Middleware
Server-side request interceptors that run before loaders and API routes. Use them for authentication, redirects, request validation, and context enrichment.
Defining Middleware
Middleware wraps the rest of the request — loaders, API handlers, and any
inner middleware — using a next() function. Modules live in
src/middleware/ and export a middleware function:
import { redirect, type MiddlewareFn } from "@pracht/core";
export const middleware: MiddlewareFn = async ({ request }, next) => {
const session = await getSession(request);
// Short-circuit: return without calling next()
if (!session) {
return redirect("/login", { request });
}
// Continue to the rest of the chain (and the loader/handler)
return next();
};Calling await next() runs the rest of the request and resolves to the final
Response. That means middleware can wrap try/catch/finally around the whole
request — useful for logging, tracing, and timing:
import type { MiddlewareFn } from "@pracht/core";
export const middleware: MiddlewareFn = async ({ request }, next) => {
const span = startSpan({ url: request.url, method: request.method });
try {
const response = await next();
span.setAttribute("status", response.status);
return response;
} catch (err) {
span.recordError(err);
throw err;
} finally {
span.end();
}
};Applying Middleware
Register middleware by name in defineApp, then reference them in routes or groups:
export const app = defineApp({
middleware: {
auth: "./middleware/auth.ts",
rateLimit: "./middleware/rate-limit.ts",
},
routes: [
// Applied to a single route
route("/profile", "./routes/profile.tsx", { middleware: ["auth"] }),
// Applied to a group — all children inherit
group({ middleware: ["auth"], shell: "app" }, [
route("/dashboard", "./routes/dashboard.tsx"),
route("/settings", "./routes/settings.tsx"),
]),
],
});Middleware Stacking
Middleware from groups and routes is combined. A route inside a group with ["auth"] that also declares ["rateLimit"] runs both in order:
auth(from group)rateLimit(from route)- Loader / API route
Middleware Results
Middleware always returns a Response. There are two ways to produce one:
| Return | Effect |
|---|---|
return next() |
Continue to the next middleware (or loader/handler) and return its response |
return redirect(...) |
Short-circuit with a redirect; pass { request } for method-aware 302/303 defaults |
return new Response(...) |
Short-circuit with any custom response |
If middleware returns without calling next(), the rest of the chain — and
the loader/handler — is skipped.
Mutating context
Middleware can read and mutate args.context directly. Earlier middleware
sets values, later middleware (and the loader/API handler) sees them:
export const middleware: MiddlewareFn = async ({ context, request }, next) => {
(context as { user?: User }).user = await getSession(request);
return next();
};The context object is shared by reference — there's no merge step.

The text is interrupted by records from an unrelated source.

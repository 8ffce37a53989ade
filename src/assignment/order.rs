use kurbo::{Point, Rect, Vec2};
use serde::{Deserialize, Serialize};
use std::f64::consts::FRAC_1_SQRT_2;

use super::hungarian::{solve, SquareMatrix};
use crate::config::OrderConfig;
use crate::decomposition::{map_rect, Component, DecompositionNode, Operator};
use crate::error::AssignmentError;
use crate::geom::resample;
use crate::median::Median;

/// Enclosing components of a lower-left surround that are written last.
const WRITTEN_LAST: &str = "辶廴乙";

/// Direction the ink of a stroke was matched in.
#[derive(Debug, Clone, Copy, PartialEq, Eq, Serialize, Deserialize)]
#[serde(rename_all = "snake_case")]
pub enum Orientation {
    Forward,
    Reversed,
}

/// One stroke the decomposition predicts, in canvas coordinates.
#[derive(Debug, Clone, PartialEq, Serialize, Deserialize)]
pub struct ExpectedStroke {
    /// Address of the leaf this stroke comes from.
    pub path: Vec<usize>,
    pub component: Component,
    /// Index of the stroke within its component.
    pub index: usize,
    pub median: Median,
}

/// What an extracted stroke was matched to.
#[derive(Debug, Clone, PartialEq, Serialize, Deserialize)]
pub struct StrokeLabel {
    pub path: Vec<usize>,
    pub component: Component,
    pub index: usize,
    pub orientation: Orientation,
}

#[derive(Debug, Clone, PartialEq, Serialize, Deserialize)]
pub struct StrokeOrder {
    /// Extracted stroke indices in writing order.
    pub order: Vec<usize>,
    /// Per extracted stroke, its matched expected stroke. `None` for
    /// strokes left over once every expected stroke is taken.
    pub labels: Vec<Option<StrokeLabel>>,
    pub total_cost: f64,
    /// Problems that did not prevent an order from being produced.
    pub diagnostics: Vec<String>,
}

/// Sum of squared distances between two medians resampled to `points`
/// points, in whichever orientation of `b` fits better.
pub fn stroke_cost(a: &[Point], b: &[Point], points: usize) -> (f64, Orientation) {
    let a = resample(a, points);
    let b = resample(b, points);
    let forward: f64 = a.iter().zip(&b).map(|(p, q)| (*p - *q).hypot2()).sum();
    let reversed: f64 = a.iter().zip(b.iter().rev()).map(|(p, q)| (*p - *q).hypot2()).sum();
    if reversed < forward {
        (reversed, Orientation::Reversed)
    } else {
        (forward, Orientation::Forward)
    }
}

/// Strokes of the tree's resolved leaves, in conventional writing order.
///
/// Components are ordered by their operator: side by side and stacked
/// operands in sequence, and enclosures by the conventions below. Leaves
/// without medians and overlaid compounds are reported as diagnostics.
pub fn expected_order(tree: &DecompositionNode, config: &OrderConfig) -> (Vec<ExpectedStroke>, Vec<String>) {
    let size = config.canvas_size;
    let mut diagnostics = Vec::new();
    let strokes = collect(
        tree,
        Rect::new(0.0, 0.0, size, size),
        &mut Vec::new(),
        size,
        &mut diagnostics,
    );
    (strokes, diagnostics)
}

fn collect(
    node: &DecompositionNode,
    rect: Rect,
    path: &mut Vec<usize>,
    size: f64,
    diagnostics: &mut Vec<String>,
) -> Vec<ExpectedStroke> {
    match node {
        DecompositionNode::Leaf {
            component,
            medians: Some(medians),
        } => {
            let scale = Vec2::new(rect.width() / size, rect.height() / size);
            if let Some(index) = medians.iter().position(|m| m.is_empty()) {
                diagnostics.push(format!(
                    "component {} at {:?} has an empty median {}",
                    char::from(*component),
                    path,
                    index
                ));
            }
            medians
                .iter()
                .enumerate()
                .filter(|(_, median)| !median.is_empty())
                .map(|(index, median)| ExpectedStroke {
                    path: path.clone(),
                    component: *component,
                    index,
                    median: median
                        .iter()
                        .map(|p| Point::new(rect.x0 + p.x * scale.x, rect.y0 + p.y * scale.y))
                        .collect(),
                })
                .collect()
        }
        DecompositionNode::Leaf { component, .. } => {
            diagnostics.push(format!(
                "no medians for component {} at {:?}",
                char::from(*component),
                path
            ));
            vec![]
        }
        DecompositionNode::Compound { operator, children } => {
            let mut parts = Vec::with_capacity(children.len());
            for (i, (child, unit)) in children.iter().zip(operator.layout()).enumerate() {
                path.push(i);
                parts.push(collect(child, map_rect(rect, unit), path, size, diagnostics));
                path.pop();
            }
            combine(*operator, children, parts, path, diagnostics)
        }
    }
}

fn is_leaf(node: Option<&DecompositionNode>, chars: &str) -> bool {
    match node {
        Some(DecompositionNode::Leaf {
            component: Component::Char(c),
            ..
        }) => chars.contains(*c),
        _ => false,
    }
}

/// Merge per-operand orders. Surround operands are (enclosure, inside).
fn combine(
    operator: Operator,
    children: &[DecompositionNode],
    mut parts: Vec<Vec<ExpectedStroke>>,
    path: &[usize],
    diagnostics: &mut Vec<String>,
) -> Vec<ExpectedStroke> {
    // Enclosure strokes before the inside, then the rest of the enclosure.
    let enclosure = children.first();
    let enclosure_strokes = parts.first().map_or(0, Vec::len);
    let split = match operator {
        Operator::Surround if is_leaf(enclosure, "囗") && enclosure_strokes == 3 => Some(2),
        Operator::SurroundFromLeft if is_leaf(enclosure, "匚") && enclosure_strokes == 2 => Some(1),
        _ => None,
    };
    if let Some(split) = split {
        let inner = parts.pop().unwrap_or_default();
        let mut outer = parts.pop().unwrap_or_default();
        let tail = outer.split_off(split);
        outer.extend(inner);
        outer.extend(tail);
        return outer;
    }

    let inside_first = match operator {
        Operator::SurroundFromBelow => true,
        Operator::SurroundFromLowerLeft => is_leaf(enclosure, WRITTEN_LAST),
        _ => false,
    };
    if inside_first {
        parts.reverse();
    }
    if operator == Operator::Overlaid {
        tracing::warn!(?path, "stroke order of an overlaid compound is ambiguous");
        diagnostics.push(format!(
            "overlaid compound at {:?} has no well-defined stroke order",
            path
        ));
    }
    parts.into_iter().flatten().collect()
}

/// Furthest extent of a median toward the top-left corner.
fn top_left_reach(median: &[Point]) -> f64 {
    let toward = Vec2::new(-FRAC_1_SQRT_2, -FRAC_1_SQRT_2);
    median
        .iter()
        .map(|p| p.to_vec2().dot(toward))
        .fold(f64::NEG_INFINITY, f64::max)
}

/// Match extracted medians to the strokes the decomposition predicts and
/// order them accordingly.
///
/// Strokes matched to nothing are ordered after the matched ones, those
/// reaching furthest toward the top left first.
pub fn order_strokes(
    medians: &[Median],
    tree: &DecompositionNode,
    config: &OrderConfig,
) -> Result<StrokeOrder, AssignmentError> {
    if let Some(stroke) = medians.iter().position(|m| m.is_empty()) {
        return Err(AssignmentError::EmptyMedian { stroke });
    }
    let (expected, diagnostics) = expected_order(tree, config);
    let strokes = medians.len();
    let targets = expected.len();
    let n = strokes.max(targets);

    let reach: Vec<f64> = medians.iter().map(|m| top_left_reach(m)).collect();
    let mut orientations = vec![vec![Orientation::Forward; targets]; strokes];
    let cost = SquareMatrix::from_fn(n, |i, j| match (i < strokes, j < targets) {
        (true, true) => {
            let (cost, orientation) = stroke_cost(&medians[i], &expected[j].median, config.points);
            orientations[i][j] = orientation;
            cost
        }
        (true, false) => {
            let slot = (j - targets) as f64;
            config.missing_penalty + slot * reach[i] * config.top_left_weight
        }
        _ => config.missing_penalty,
    });
    let assignment = solve(&cost)?;

    let labels: Vec<Option<StrokeLabel>> = (0..strokes)
        .map(|i| {
            let j = assignment.row_to_col[i];
            expected.get(j).map(|target| StrokeLabel {
                path: target.path.clone(),
                component: target.component,
                index: target.index,
                orientation: orientations[i][j],
            })
        })
        .collect();
    let mut order: Vec<usize> = (0..strokes).collect();
    order.sort_by_key(|&i| assignment.row_to_col[i]);

    tracing::debug!(
        strokes,
        expected = targets,
        cost = assignment.total_cost,
        "ordered strokes"
    );
    Ok(StrokeOrder {
        order,
        labels,
        total_cost: assignment.total_cost,
        diagnostics,
    })
}

#[cfg(test)]
mod tests {
    use super::*;
    use approx::assert_abs_diff_eq;

    fn vertical(x: f64) -> Median {
        vec![Point::new(x, 0.0), Point::new(x, 1024.0)]
    }

    fn horizontal(y: f64) -> Median {
        vec![Point::new(0.0, y), Point::new(1024.0, y)]
    }

    fn resolved(decomposition: &str, table: &[(char, Vec<Median>)]) -> DecompositionNode {
        let mut tree = DecompositionNode::parse(decomposition).unwrap();
        tree.resolve_medians(&mut |c| {
            table.iter().find(|(k, _)| *k == c).map(|(_, m)| m.clone())
        });
        tree
    }

    #[test]
    fn reversed_medians_cost_nothing() {
        let a = vertical(10.0);
        let b: Median = a.iter().rev().copied().collect();
        let (cost, orientation) = stroke_cost(&a, &b, 8);
        assert_abs_diff_eq!(cost, 0.0);
        assert_eq!(orientation, Orientation::Reversed);
    }

    #[test]
    fn enclosure_rules() {
        let config = OrderConfig::default();
        let box3 = vec![vertical(0.0), horizontal(0.0), horizontal(1024.0)];
        let table = [('囗', box3), ('一', vec![horizontal(512.0)])];

        let (order, diagnostics) = expected_order(&resolved("⿴囗一", &table), &config);
        assert!(diagnostics.is_empty());
        let keys: Vec<(Vec<usize>, usize)> = order.iter().map(|s| (s.path.clone(), s.index)).collect();
        assert_eq!(
            keys,
            vec![(vec![0], 0), (vec![0], 1), (vec![1], 0), (vec![0], 2)]
        );
        // The inside is placed in the middle half.
        assert_abs_diff_eq!(order[2].median[0].x, 256.0);
        assert_abs_diff_eq!(order[2].median[0].y, 512.0);

        let table = [('凵', vec![vertical(0.0)]), ('一', vec![horizontal(512.0)])];
        let (order, _) = expected_order(&resolved("⿶凵一", &table), &config);
        assert_eq!(order[0].path, vec![1]);

        let table = [('辶', vec![vertical(0.0)]), ('一', vec![horizontal(512.0)])];
        let (order, _) = expected_order(&resolved("⿺辶一", &table), &config);
        assert_eq!(order[0].path, vec![1]);
        let (order, _) = expected_order(&resolved("⿺走一", &[('走', vec![vertical(0.0)])]), &config);
        assert_eq!(order.len(), 1);
    }

    #[test]
    fn overlaid_and_unresolved_leaves_are_diagnosed() {
        let config = OrderConfig::default();
        let table = [('十', vec![horizontal(512.0)])];
        let (order, diagnostics) = expected_order(&resolved("⿻十口", &table), &config);
        assert_eq!(order.len(), 1);
        assert_eq!(diagnostics.len(), 2);
    }

    #[test]
    fn left_right_strokes_take_their_sides() {
        let config = OrderConfig::default();
        let table = [('丨', vec![vertical(512.0)]), ('〡', vec![vertical(512.0)])];
        let tree = resolved("⿰丨〡", &table);
        let strokes = vec![vertical(768.0), vertical(256.0)];
        let result = order_strokes(&strokes, &tree, &config).unwrap();
        assert_abs_diff_eq!(result.total_cost, 0.0);
        assert_eq!(result.order, vec![1, 0]);
        assert_eq!(result.labels[0].as_ref().unwrap().path, vec![1]);
        assert_eq!(result.labels[1].as_ref().unwrap().path, vec![0]);
    }

    #[test]
    fn excess_strokes_sort_top_left_first() {
        let config = OrderConfig::default();
        let tree = DecompositionNode::unknown();
        let strokes = vec![
            vec![Point::new(900.0, 900.0), Point::new(1000.0, 1000.0)],
            vec![Point::new(10.0, 10.0), Point::new(100.0, 10.0)],
        ];
        let result = order_strokes(&strokes, &tree, &config).unwrap();
        assert_eq!(result.order, vec![1, 0]);
        assert!(result.labels.iter().all(Option::is_none));
        assert_eq!(result.diagnostics.len(), 1);
    }

    #[test]
    fn empty_medians_are_rejected() {
        let config = OrderConfig::default();
        let table = [('二', vec![horizontal(300.0), horizontal(700.0)])];
        let tree = resolved("二", &table);
        assert_eq!(
            order_strokes(&[horizontal(300.0), vec![]], &tree, &config),
            Err(AssignmentError::EmptyMedian { stroke: 1 })
        );

        // An empty component median is never a free match.
        let table = [('二', vec![vec![], horizontal(700.0)])];
        let (expected, diagnostics) = expected_order(&resolved("二", &table), &config);
        assert_eq!(expected.len(), 1);
        assert_eq!(expected[0].index, 1);
        assert_eq!(diagnostics.len(), 1);
    }

    #[test]
    fn missing_strokes_leave_targets_unmatched() {
        let config = OrderConfig::default();
        let table = [('二', vec![horizontal(300.0), horizontal(700.0)])];
        let tree = resolved("二", &table);
        let result = order_strokes(&[horizontal(700.0)], &tree, &config).unwrap();
        assert_eq!(result.order, vec![0]);
        assert_eq!(result.labels[0].as_ref().unwrap().index, 1);
        assert_abs_diff_eq!(result.total_cost, config.missing_penalty);
    }
}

Without a Manifest (Higher-Order Functions)
When using the pages router (or any setup without routes.ts), there is no manifest to register middleware in. Instead, wrap API handlers with plain higher-order functions:
import type { ApiRouteArgs, ApiRouteHandler } from "@pracht/core";
export function withAuth(handler: ApiRouteHandler): ApiRouteHandler {
return async (args: ApiRouteArgs) => {
const session = args.request.headers.get("cookie")?.includes("session=");
if (!session) {
return Response.json({ error: "Unauthorized" }, { status: 401 });
}
return handler(args);
};
}import { withAuth } from "../lib/with-auth";
export const GET = withAuth(({ request }) => {
return Response.json({ user: "Alice" });
});Multiple wrappers compose naturally: withAuth(withRateLimit(handler)). See API Routes for more detail and stacking examples.